Please read the records below and return each line holding the string "PostgreSQL".

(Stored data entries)

* * *

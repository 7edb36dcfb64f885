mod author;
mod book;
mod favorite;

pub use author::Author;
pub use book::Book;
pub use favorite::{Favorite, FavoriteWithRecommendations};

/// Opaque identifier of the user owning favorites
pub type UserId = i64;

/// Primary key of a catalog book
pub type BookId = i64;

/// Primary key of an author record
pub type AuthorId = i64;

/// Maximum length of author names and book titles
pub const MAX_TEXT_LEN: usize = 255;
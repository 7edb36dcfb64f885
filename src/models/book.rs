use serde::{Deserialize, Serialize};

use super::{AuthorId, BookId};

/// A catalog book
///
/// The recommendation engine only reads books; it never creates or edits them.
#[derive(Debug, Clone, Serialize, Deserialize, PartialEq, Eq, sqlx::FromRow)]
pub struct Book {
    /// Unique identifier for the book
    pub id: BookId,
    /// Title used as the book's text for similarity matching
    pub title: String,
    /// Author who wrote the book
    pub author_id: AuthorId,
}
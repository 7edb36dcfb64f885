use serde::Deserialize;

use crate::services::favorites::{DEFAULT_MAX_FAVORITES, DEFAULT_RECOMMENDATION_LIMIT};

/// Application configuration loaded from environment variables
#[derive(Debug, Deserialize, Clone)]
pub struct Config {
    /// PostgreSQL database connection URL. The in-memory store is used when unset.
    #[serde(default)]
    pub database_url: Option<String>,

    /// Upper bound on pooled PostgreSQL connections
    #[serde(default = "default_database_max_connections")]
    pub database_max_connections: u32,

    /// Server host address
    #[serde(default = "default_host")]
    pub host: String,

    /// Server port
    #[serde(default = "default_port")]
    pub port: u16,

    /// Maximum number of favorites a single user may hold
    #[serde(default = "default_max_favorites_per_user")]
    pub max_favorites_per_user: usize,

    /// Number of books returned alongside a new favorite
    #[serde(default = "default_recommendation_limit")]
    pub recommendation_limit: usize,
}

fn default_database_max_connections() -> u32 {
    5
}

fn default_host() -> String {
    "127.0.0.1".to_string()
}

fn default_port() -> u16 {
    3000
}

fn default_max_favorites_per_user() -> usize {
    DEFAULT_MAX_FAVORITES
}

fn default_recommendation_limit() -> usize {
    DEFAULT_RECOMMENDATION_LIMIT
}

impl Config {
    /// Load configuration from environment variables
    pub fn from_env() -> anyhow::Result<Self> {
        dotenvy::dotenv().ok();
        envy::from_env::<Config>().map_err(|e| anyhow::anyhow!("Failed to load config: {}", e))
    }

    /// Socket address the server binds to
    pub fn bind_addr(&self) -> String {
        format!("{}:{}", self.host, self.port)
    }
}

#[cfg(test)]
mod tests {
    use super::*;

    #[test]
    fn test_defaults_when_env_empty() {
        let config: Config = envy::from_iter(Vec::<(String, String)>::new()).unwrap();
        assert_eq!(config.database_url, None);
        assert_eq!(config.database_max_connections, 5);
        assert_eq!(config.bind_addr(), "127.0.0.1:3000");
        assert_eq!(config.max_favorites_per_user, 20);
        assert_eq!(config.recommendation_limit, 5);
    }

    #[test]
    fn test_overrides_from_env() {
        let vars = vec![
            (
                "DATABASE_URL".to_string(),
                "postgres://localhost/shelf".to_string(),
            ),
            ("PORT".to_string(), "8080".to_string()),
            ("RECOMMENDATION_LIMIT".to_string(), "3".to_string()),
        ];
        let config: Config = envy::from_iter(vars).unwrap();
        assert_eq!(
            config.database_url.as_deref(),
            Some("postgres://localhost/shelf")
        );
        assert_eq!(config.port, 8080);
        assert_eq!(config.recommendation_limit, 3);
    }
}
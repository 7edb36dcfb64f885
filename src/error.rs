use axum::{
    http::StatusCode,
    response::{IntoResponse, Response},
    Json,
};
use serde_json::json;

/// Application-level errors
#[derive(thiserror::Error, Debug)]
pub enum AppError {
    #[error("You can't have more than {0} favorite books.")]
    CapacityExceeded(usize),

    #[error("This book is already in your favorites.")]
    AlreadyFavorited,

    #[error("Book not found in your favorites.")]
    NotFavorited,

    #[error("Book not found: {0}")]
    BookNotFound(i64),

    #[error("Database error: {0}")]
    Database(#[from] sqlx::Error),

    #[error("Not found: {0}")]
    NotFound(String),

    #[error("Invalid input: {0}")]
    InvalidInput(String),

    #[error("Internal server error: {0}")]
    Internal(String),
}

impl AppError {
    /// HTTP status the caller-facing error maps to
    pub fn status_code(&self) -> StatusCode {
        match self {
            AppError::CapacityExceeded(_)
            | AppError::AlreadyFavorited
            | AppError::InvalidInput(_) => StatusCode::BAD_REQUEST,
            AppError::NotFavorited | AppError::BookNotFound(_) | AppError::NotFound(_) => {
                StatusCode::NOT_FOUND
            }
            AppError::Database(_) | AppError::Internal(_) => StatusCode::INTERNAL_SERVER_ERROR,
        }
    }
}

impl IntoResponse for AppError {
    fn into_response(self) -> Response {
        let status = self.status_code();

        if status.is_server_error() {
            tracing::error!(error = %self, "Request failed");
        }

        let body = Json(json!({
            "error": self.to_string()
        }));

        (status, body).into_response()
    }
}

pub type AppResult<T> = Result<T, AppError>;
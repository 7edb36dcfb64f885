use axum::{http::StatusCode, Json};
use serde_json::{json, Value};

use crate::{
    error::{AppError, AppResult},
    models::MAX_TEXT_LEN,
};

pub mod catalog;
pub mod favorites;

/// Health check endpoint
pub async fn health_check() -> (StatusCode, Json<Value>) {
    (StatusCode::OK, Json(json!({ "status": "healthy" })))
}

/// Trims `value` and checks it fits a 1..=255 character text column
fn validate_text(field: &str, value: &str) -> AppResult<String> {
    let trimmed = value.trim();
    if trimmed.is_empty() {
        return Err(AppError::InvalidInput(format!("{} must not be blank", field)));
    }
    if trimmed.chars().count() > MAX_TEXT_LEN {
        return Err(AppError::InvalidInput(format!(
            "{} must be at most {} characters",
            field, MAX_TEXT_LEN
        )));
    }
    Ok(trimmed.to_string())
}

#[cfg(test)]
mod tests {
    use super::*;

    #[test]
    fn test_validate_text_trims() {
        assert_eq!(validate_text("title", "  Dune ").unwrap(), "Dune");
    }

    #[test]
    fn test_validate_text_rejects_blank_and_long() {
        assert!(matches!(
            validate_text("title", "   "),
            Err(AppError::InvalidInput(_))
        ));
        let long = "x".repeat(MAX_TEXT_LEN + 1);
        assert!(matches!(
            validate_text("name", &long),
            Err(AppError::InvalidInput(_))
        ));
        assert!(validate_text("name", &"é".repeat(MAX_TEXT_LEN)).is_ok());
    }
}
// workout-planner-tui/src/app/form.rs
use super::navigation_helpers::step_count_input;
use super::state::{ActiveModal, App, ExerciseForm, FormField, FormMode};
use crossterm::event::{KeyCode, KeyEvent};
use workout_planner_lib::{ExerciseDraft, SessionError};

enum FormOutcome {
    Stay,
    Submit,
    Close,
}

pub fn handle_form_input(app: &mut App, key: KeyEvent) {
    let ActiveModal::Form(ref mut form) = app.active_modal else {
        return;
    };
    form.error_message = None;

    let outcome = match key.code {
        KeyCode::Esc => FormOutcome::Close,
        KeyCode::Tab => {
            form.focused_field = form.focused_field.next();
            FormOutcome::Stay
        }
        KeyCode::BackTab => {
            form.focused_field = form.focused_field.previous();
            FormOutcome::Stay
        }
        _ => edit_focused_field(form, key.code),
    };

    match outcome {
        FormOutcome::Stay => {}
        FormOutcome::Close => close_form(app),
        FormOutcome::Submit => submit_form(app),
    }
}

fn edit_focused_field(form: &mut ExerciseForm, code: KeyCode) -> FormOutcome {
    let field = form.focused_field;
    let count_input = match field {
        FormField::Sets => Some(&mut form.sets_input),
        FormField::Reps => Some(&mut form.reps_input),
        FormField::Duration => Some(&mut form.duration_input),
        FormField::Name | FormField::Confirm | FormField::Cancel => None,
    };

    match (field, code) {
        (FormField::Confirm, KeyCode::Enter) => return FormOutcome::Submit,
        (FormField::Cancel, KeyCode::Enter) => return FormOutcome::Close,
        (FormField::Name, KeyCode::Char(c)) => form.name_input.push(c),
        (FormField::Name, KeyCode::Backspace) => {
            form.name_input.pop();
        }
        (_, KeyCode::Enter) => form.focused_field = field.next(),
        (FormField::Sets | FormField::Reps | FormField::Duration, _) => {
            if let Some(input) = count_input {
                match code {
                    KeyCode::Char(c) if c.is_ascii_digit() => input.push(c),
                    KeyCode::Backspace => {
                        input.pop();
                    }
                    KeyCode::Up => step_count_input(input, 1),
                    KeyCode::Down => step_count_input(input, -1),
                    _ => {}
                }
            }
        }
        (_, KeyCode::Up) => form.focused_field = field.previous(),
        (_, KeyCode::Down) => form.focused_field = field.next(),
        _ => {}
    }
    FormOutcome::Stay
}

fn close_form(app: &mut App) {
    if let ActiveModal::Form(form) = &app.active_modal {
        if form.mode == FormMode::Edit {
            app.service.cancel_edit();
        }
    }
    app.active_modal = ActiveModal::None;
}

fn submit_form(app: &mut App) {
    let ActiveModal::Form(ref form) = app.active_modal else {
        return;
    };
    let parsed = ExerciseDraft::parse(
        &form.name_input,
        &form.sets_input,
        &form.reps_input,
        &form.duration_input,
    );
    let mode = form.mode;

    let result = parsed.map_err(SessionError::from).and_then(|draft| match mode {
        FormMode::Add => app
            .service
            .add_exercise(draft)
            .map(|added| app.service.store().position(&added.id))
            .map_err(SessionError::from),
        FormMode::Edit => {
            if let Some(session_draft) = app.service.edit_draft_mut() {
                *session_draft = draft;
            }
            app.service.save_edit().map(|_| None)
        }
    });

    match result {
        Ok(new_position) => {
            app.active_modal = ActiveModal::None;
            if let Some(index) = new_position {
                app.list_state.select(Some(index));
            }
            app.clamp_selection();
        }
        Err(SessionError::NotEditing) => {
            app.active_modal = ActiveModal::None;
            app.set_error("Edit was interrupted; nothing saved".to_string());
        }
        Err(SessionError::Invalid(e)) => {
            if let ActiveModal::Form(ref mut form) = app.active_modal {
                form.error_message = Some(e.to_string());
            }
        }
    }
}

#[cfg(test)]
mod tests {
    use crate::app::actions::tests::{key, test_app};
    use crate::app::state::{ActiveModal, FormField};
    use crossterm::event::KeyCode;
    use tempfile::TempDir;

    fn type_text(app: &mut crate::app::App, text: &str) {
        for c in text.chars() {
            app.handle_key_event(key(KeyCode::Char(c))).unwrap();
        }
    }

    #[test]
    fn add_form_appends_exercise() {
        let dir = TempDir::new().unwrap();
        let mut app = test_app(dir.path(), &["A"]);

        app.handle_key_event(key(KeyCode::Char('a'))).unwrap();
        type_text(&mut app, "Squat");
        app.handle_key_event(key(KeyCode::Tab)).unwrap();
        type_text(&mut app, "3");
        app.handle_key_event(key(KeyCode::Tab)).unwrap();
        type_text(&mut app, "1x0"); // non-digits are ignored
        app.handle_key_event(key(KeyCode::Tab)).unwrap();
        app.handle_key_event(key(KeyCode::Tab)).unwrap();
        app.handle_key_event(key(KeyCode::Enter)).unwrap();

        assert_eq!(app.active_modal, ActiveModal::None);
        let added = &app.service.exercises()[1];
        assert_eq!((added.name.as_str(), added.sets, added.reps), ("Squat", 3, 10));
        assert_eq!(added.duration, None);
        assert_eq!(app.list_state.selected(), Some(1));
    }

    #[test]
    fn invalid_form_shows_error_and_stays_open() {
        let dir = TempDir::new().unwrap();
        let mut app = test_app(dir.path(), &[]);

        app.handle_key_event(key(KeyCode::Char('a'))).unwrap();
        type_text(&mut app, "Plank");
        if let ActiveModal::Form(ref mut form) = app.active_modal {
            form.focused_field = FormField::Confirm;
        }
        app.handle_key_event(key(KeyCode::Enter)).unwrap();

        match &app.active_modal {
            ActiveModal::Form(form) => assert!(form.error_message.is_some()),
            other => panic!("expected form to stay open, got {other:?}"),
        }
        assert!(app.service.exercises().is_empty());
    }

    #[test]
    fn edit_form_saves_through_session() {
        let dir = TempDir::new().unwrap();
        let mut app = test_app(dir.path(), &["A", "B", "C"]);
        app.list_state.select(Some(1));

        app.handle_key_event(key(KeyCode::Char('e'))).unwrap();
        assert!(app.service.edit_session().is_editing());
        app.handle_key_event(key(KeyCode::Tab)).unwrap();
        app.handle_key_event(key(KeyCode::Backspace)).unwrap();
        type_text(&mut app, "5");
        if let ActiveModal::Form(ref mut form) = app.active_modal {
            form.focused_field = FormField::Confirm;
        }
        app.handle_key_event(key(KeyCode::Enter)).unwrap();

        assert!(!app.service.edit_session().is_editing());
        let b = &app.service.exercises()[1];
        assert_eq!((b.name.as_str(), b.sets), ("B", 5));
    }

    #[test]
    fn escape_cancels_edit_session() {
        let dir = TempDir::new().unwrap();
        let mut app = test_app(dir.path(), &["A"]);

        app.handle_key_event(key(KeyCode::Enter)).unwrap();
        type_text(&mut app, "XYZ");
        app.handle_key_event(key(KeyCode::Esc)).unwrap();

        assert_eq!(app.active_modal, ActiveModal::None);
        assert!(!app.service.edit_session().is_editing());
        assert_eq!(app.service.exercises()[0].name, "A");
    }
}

* * *

*Response*:
    /// PostgreSQL database connection URL. The in-memory store is used when unset.
    /// Upper bound on pooled PostgreSQL connections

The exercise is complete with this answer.